Surgeon who died of Ebola eulogized at Maryland service

By Tom Ramstack LANDOVER HILLS, Md. (Reuters) - Martin Salia, a surgeon from Sierra Leone who died in a Nebraska hospital earlier this month after contracting Ebola in his homeland, was remembered as a humanitarian and a hero at his funeral in Maryland on Saturday. The 44-year-old doctor was born and raised in Sierra Leone and lived as a permanent resident of the United States with his wife and two sons in New Carrollton, Maryland, outside of Washington, D.C. He returned to Sierra Leone in August to help treat victims of Ebola, a deadly virus that has killed at least 5,689 people, mainly in West Africa in its latest outbreak. "By dedicating himself to promoting the health of others, Martin reflected the essential American belief that we have obligations to one another," President Barack Obama said in a statement read by a White House representative during the services at a Roman Catholic church in Landover Hills.
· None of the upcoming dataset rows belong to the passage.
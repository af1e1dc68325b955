//! rtt_geoloc library: presence-informed latency geolocation
//!
//! This library geolocates IP addresses of network interconnections. Presence
//! hints for the announcing network (PeeringDB facilities and exchanges, GeoIP,
//! a manual presence file) give a set of candidate cities; RIPE Atlas probes
//! near those cities ping the target, and the city of the probe with the lowest
//! RTT is adopted when that RTT is below a threshold.
//!
//! # Example
//!
//! ```no_run
//! use rtt_geoloc::{run_geolocation, Config};
//! use tokio;
//!
//! # #[tokio::main]
//! # async fn main() -> Result<(), Box<dyn std::error::Error>> {
//! let config = Config {
//!     target_file: Some(std::path::PathBuf::from("targets.txt")),
//!     relations: Some(std::path::PathBuf::from("20240101.as-rel2.txt.gz")),
//!     accept_threshold_ms: 5.0,
//!     ..Default::default()
//! };
//!
//! let report = run_geolocation(config).await?;
//! println!("Geolocated {} of {} targets, results in {}",
//!          report.accepted, report.total_targets, report.output_path.display());
//! # Ok(())
//! # }
//! ```
//!
//! # Requirements
//!
//! This library requires a Tokio runtime. Use `#[tokio::main]` in your application
//! or ensure you're calling library functions within an async context.

#![warn(missing_docs)]

mod app;
pub mod atlas;
pub mod config;
pub mod distance;
pub mod error_handling;
pub mod geocode;
pub mod geoip;
mod http;
pub mod inference;
pub mod initialization;
pub mod models;
pub mod output;
pub mod peeringdb;
pub mod presence;
pub mod probing;
pub mod relationships;
mod run;
pub mod selection;

// Re-export public API
pub use config::{Config, LogFormat, LogLevel, Opt};
pub use run::{
    init_pipeline, parse_targets, read_targets, run_geolocation, run_targets, Collaborators,
    DefaultPipeline, GeolocationPipeline, GeolocationReport, PipelineSettings, Target,
};
//! Error type definitions.
//!
//! This module defines the error types and geolocation outcome categories used
//! throughout the application.

use std::path::PathBuf;

use log::SetLoggerError;
use reqwest::Error as ReqwestError;
use strum_macros::EnumIter as EnumIterMacro;
use thiserror::Error;

/// Error types for initialization failures.
#[derive(Error, Debug)]
#[allow(clippy::enum_variant_names)] // All variants end with "Error" by convention
pub enum InitializationError {
    /// Error initializing the logger.
    #[error("Logger initialization error: {0}")]
    LoggerError(#[from] SetLoggerError),

    /// Error initializing the HTTP client.
    #[error("HTTP client initialization error: {0}")]
    HttpClientError(#[from] ReqwestError),
}

/// Fatal configuration problems.
///
/// These are the only errors that stop a run: continuing without the
/// referenced input would produce meaningless results.
#[derive(Error, Debug)]
pub enum ConfigError {
    /// A file named on the command line does not exist.
    #[error("The file `{}` provided by {flag} does not exist", path.display())]
    MissingFile {
        /// Command-line flag that named the file
        flag: &'static str,
        /// Path as given
        path: PathBuf,
    },

    /// A file exists but could not be read.
    #[error("Failed to read `{}`: {source}", path.display())]
    Unreadable {
        /// Path of the file
        path: PathBuf,
        /// Underlying I/O error
        #[source]
        source: std::io::Error,
    },

    /// A required API key is absent.
    #[error("{0} is not set. Provide it on the command line or in the .env file")]
    MissingApiKey(&'static str),

    /// A MaxMind database could not be parsed.
    #[error("Invalid GeoIP database `{}`: {detail}", path.display())]
    InvalidDatabase {
        /// Path of the database
        path: PathBuf,
        /// Reader error message
        detail: String,
    },

    /// No usable target address was provided.
    #[error("No valid IP address was provided as geolocation target")]
    NoTargets,

    /// The output file location cannot be written.
    #[error("No write permission for the output location `{}`", .0.display())]
    OutputNotWritable(PathBuf),
}

/// Failures of an external service (PeeringDB, RIPE Atlas, Google Geocoding).
///
/// Everything except [`CollaboratorError::Rejected`] is treated as "no data
/// from this source" by the callers.
#[derive(Error, Debug)]
pub enum CollaboratorError {
    /// Transport-level failure (connect, timeout, body read).
    #[error("{service} request failed: {source}")]
    Http {
        /// Service name
        service: &'static str,
        /// Underlying reqwest error
        #[source]
        source: ReqwestError,
    },

    /// Non-success HTTP status.
    #[error("{service} returned HTTP {status}: {body}")]
    Status {
        /// Service name
        service: &'static str,
        /// HTTP status code
        status: u16,
        /// Response body (truncated)
        body: String,
    },

    /// The service refused our credentials.
    #[error("{service} rejected the request: {detail}")]
    Rejected {
        /// Service name
        service: &'static str,
        /// Message returned by the service
        detail: String,
    },

    /// The service answered with an application-level error.
    #[error("{service} API error: {detail}")]
    Api {
        /// Service name
        service: &'static str,
        /// Message returned by the service
        detail: String,
    },

    /// The response could not be decoded.
    #[error("{service} returned a malformed response: {detail}")]
    Malformed {
        /// Service name
        service: &'static str,
        /// Decoder message
        detail: String,
    },
}

impl CollaboratorError {
    /// Rejected credentials make every later request fail the same way.
    pub fn is_fatal(&self) -> bool {
        matches!(self, CollaboratorError::Rejected { .. })
    }

    /// Determines if the failed request should be retried.
    ///
    /// Timeouts, connection failures, 429 and 5xx responses are transient;
    /// everything else fails the same way on every attempt.
    pub fn is_retriable(&self) -> bool {
        match self {
            CollaboratorError::Http { source, .. } => {
                source.is_timeout() || source.is_connect() || source.is_request()
            }
            CollaboratorError::Status { status, .. } => {
                *status == crate::config::HTTP_STATUS_TOO_MANY_REQUESTS
                    || (500..600).contains(status)
            }
            _ => false,
        }
    }
}

/// Final outcome of one target address.
#[derive(Debug, Clone, Copy, PartialEq, Eq, Hash, EnumIterMacro)]
pub enum OutcomeType {
    /// Minimum RTT below the acceptance threshold
    Accepted,
    /// Probed, but the minimum RTT was at or above the threshold
    Inconclusive,
    /// Probes were selected but none returned an RTT
    Unreachable,
    /// No source produced a candidate location
    NoPresence,
    /// Candidate locations exist but no probe could be selected
    NoVantagePoints,
    /// The ASN of the address could not be determined
    UnknownAsn,
}

impl std::fmt::Display for OutcomeType {
    fn fmt(&self, f: &mut std::fmt::Formatter<'_>) -> std::fmt::Result {
        f.write_str(self.as_str())
    }
}

impl OutcomeType {
    /// Returns a human-readable string representation of the outcome.
    pub fn as_str(&self) -> &'static str {
        match self {
            OutcomeType::Accepted => "Accepted",
            OutcomeType::Inconclusive => "Inconclusive (RTT above threshold)",
            OutcomeType::Unreachable => "Unreachable from selected probes",
            OutcomeType::NoPresence => "No presence data",
            OutcomeType::NoVantagePoints => "No probes near candidate locations",
            OutcomeType::UnknownAsn => "Unknown ASN",
        }
    }
}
Salia was the second person to die in the United States while being treated for Ebola. Several others have survived after aggressive treatment at hospitals in Nebraska, Atlanta, New York and Maryland. Salia's treatment was delayed when his first two tests for Ebola falsely showed no presence of the virus in his blood. A third test came back positive. By the time the doctor arrived at Omaha's Nebraska Medical Center on a specially equipped airplane arranged by the U.S. State Department, two weeks had elapsed since he contracted Ebola. The medical staff reported his kidneys were failing and his breathing labored. The blood transfusions and experimental drugs they gave him were too late to save him. He died Nov. 17 and was cremated. "The greatest heroes are the people who choose to face danger," Ron Klain, the White House's Ebola Response Coordinator, said as he eulogized Salia. "We need more people like Martin Salia." Earlier this week, the World Health Organization said Ebola deaths in Sierra Leone were rising even while the disease is being brought under control in neighboring countries of Liberia and Guinea. Bockari Stevens, Sierra Leone's ambassador to the United States, called for more international aid to help his country control the epidemic. "We are losing too many people," he said at the funeral.